Excerpts from a dataset
· · · · ·
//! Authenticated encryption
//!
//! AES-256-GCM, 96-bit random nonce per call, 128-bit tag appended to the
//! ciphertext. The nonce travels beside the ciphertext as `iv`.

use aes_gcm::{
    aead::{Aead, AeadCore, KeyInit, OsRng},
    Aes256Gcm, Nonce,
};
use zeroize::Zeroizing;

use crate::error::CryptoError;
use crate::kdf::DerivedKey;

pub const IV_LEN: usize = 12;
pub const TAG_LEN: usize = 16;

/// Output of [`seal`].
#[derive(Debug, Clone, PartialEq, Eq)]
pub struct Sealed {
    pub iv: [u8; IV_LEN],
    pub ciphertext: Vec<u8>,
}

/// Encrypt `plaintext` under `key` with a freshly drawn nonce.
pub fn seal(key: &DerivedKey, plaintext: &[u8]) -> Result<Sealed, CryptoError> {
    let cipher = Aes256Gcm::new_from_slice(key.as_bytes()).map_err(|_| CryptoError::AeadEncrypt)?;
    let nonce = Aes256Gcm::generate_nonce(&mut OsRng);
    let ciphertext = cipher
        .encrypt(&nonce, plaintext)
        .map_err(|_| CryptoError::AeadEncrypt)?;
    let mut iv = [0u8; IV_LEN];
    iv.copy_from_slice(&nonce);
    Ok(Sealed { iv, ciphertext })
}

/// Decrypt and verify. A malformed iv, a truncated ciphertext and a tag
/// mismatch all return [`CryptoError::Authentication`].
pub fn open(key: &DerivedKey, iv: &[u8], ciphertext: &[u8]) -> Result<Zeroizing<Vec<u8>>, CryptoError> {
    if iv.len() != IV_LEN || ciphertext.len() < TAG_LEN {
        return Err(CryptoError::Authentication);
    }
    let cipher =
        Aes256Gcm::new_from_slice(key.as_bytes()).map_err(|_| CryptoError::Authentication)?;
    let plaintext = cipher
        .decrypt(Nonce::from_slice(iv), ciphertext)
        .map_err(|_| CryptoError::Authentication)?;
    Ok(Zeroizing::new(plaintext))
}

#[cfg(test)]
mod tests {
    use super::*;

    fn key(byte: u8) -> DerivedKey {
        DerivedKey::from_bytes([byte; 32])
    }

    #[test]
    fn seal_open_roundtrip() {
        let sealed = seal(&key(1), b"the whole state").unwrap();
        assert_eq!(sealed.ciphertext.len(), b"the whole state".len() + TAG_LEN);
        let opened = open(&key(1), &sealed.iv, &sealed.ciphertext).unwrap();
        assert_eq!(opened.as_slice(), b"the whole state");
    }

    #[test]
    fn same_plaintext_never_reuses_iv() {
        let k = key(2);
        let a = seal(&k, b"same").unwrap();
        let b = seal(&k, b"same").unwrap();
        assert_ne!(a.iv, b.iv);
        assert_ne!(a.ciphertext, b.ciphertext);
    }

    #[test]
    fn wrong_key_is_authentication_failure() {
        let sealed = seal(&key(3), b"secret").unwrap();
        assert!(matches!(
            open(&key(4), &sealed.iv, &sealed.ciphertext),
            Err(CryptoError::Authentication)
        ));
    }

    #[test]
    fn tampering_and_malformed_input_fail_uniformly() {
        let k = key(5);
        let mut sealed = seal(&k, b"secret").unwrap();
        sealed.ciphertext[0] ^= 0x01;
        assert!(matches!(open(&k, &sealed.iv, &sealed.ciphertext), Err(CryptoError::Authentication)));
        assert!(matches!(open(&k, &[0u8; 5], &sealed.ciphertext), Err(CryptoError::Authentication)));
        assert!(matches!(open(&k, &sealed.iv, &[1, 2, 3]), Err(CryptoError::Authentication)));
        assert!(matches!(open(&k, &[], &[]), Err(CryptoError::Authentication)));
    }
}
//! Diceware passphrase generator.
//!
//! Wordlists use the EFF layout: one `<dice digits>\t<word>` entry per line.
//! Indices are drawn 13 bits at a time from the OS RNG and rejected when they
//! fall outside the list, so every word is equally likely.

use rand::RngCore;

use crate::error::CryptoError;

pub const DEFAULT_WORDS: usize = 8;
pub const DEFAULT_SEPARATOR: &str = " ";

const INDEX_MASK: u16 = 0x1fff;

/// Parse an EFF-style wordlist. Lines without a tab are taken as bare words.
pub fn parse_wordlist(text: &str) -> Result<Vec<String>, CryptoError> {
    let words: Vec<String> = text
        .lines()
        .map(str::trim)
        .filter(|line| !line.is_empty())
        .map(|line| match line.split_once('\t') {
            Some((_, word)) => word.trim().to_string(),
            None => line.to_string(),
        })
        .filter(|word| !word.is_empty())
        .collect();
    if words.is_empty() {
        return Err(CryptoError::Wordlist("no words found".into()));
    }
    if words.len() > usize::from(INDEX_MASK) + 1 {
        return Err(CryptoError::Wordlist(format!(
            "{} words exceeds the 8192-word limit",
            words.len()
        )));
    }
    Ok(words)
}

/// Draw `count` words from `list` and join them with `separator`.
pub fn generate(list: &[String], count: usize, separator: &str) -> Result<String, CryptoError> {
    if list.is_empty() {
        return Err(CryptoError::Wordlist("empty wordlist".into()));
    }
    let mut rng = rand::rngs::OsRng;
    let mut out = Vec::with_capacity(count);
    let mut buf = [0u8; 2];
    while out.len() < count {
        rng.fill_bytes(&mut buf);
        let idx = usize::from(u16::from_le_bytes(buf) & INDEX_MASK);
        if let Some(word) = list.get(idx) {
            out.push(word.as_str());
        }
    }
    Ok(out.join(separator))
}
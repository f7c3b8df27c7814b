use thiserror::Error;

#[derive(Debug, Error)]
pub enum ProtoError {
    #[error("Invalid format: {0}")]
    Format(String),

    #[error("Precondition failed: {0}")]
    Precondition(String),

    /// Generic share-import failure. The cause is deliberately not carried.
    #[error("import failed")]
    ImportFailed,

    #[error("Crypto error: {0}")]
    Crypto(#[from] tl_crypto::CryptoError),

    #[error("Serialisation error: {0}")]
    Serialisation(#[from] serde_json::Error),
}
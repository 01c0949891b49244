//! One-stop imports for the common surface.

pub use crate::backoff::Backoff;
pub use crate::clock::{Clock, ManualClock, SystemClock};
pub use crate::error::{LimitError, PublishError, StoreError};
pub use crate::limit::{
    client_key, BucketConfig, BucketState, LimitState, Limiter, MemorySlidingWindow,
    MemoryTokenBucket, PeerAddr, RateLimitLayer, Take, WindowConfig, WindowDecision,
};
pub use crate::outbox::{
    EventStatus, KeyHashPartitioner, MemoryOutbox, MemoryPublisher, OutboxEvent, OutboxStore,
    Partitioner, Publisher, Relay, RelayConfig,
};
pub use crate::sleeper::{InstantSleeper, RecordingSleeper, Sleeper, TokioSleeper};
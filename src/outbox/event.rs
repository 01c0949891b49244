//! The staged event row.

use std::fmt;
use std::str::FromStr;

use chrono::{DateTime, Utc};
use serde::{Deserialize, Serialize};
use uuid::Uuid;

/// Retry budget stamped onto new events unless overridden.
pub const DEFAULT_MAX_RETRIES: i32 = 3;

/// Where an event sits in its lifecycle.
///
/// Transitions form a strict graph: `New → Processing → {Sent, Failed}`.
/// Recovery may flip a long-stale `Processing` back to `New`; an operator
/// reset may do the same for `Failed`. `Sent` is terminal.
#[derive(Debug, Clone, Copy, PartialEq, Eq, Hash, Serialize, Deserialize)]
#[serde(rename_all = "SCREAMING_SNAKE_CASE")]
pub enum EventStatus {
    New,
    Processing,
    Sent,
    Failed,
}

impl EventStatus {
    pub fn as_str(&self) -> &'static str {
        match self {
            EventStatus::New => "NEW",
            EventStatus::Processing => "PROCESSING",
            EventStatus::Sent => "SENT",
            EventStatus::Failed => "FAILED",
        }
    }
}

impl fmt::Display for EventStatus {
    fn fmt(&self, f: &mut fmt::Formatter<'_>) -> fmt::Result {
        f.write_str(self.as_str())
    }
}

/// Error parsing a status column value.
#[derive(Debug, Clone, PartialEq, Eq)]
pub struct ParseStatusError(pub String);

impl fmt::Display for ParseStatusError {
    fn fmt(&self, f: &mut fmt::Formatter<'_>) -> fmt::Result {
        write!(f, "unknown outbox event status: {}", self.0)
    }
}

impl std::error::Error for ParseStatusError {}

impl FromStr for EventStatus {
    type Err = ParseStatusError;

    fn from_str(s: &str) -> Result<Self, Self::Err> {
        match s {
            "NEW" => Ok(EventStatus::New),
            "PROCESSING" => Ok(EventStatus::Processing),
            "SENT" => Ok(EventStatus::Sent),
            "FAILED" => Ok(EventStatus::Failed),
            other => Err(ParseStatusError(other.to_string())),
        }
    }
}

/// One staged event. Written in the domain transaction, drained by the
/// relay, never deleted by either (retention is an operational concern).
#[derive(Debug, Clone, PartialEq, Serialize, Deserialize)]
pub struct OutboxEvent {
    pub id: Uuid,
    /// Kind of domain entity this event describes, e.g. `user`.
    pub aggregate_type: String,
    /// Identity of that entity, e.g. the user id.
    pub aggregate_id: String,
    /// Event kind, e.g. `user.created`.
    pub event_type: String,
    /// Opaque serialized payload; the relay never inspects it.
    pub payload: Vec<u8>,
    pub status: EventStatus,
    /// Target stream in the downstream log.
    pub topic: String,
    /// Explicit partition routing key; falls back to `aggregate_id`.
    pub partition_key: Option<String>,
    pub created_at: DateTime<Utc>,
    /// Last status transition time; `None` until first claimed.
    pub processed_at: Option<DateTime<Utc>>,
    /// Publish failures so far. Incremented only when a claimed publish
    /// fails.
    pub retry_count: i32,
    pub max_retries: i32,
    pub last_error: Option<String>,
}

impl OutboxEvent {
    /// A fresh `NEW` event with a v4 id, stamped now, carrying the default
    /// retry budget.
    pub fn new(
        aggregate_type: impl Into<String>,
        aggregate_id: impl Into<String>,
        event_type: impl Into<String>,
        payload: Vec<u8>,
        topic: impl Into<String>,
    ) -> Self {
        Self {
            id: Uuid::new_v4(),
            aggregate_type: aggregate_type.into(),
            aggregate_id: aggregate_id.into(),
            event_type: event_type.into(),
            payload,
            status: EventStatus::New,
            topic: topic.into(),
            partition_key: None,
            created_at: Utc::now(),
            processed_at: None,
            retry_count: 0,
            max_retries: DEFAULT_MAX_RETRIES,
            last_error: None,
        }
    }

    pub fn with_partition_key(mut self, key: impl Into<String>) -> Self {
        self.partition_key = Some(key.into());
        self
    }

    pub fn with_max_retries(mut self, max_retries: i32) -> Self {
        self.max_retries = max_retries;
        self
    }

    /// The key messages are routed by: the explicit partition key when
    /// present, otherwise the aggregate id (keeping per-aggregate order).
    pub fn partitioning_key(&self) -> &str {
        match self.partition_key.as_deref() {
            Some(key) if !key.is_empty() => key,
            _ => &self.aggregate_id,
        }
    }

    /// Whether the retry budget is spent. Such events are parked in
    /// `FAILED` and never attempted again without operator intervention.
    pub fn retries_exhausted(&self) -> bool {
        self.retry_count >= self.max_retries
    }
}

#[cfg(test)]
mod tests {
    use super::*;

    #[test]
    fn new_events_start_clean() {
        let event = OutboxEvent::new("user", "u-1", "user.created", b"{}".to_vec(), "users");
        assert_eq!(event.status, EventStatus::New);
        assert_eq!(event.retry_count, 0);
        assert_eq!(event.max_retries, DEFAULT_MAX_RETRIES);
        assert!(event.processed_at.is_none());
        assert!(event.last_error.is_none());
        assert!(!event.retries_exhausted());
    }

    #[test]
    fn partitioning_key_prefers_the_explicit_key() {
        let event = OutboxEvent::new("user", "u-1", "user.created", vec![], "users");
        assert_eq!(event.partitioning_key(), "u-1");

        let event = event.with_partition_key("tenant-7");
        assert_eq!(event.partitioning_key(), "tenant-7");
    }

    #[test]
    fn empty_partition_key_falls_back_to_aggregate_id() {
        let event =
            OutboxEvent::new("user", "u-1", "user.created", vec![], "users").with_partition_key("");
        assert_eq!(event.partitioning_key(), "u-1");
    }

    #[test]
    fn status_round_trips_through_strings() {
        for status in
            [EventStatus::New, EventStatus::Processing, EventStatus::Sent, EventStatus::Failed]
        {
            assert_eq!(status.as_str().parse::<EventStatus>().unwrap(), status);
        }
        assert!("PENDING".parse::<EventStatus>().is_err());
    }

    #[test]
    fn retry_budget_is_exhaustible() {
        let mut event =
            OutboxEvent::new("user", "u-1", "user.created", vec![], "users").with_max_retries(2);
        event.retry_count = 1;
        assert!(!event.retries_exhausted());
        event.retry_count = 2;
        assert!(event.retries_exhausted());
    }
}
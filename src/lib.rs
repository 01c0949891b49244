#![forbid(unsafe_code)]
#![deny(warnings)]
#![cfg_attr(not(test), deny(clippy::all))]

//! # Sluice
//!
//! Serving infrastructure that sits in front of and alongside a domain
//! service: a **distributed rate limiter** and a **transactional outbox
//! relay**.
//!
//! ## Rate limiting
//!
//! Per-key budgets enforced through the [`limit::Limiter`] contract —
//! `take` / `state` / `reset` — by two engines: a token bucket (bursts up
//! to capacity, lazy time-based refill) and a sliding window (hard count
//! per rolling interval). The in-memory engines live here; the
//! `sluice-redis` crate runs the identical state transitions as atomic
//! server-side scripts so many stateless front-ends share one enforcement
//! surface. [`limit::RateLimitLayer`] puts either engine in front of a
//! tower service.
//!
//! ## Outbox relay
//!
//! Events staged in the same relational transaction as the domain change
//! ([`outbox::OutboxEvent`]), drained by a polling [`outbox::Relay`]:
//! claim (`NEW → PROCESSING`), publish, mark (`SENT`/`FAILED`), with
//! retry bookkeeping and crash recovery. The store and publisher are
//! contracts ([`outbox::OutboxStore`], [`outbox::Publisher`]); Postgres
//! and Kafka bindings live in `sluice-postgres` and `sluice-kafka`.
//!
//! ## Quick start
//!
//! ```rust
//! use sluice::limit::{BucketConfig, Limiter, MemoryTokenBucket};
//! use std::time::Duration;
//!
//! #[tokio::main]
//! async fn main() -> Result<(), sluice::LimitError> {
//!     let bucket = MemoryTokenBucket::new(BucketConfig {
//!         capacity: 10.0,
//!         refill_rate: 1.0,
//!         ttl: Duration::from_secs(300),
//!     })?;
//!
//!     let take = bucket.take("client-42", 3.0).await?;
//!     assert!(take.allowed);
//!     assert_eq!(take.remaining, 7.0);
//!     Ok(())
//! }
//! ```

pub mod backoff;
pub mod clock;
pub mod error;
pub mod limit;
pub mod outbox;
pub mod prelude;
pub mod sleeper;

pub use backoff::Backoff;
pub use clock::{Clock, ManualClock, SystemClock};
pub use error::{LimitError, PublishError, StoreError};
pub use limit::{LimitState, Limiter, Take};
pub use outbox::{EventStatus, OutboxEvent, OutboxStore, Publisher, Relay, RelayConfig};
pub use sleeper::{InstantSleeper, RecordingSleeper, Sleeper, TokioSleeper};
· · · · ·
Required action:
Copy exactly the lines above, starting at the opening line and finishing at the line in which "let ciphertext = cipher" occurs.

Answer section:
//! Authenticated encryption
//!
//! AES-256-GCM, 96-bit random nonce per call, 128-bit tag appended to the
//! ciphertext. The nonce travels beside the ciphertext as `iv`.

use aes_gcm::{
    aead::{Aead, AeadCore, KeyInit, OsRng},
    Aes256Gcm, Nonce,
};
use zeroize::Zeroizing;

use crate::error::CryptoError;
use crate::kdf::DerivedKey;

pub const IV_LEN: usize = 12;
pub const TAG_LEN: usize = 16;

/// Output of [`seal`].
#[derive(Debug, Clone, PartialEq, Eq)]
pub struct Sealed {
    pub iv: [u8; IV_LEN],
    pub ciphertext: Vec<u8>,
}

/// Encrypt `plaintext` under `key` with a freshly drawn nonce.
pub fn seal(key: &DerivedKey, plaintext: &[u8]) -> Result<Sealed, CryptoError> {
    let cipher = Aes256Gcm::new_from_slice(key.as_bytes()).map_err(|_| CryptoError::AeadEncrypt)?;
    let nonce = Aes256Gcm::generate_nonce(&mut OsRng);
    let ciphertext = cipher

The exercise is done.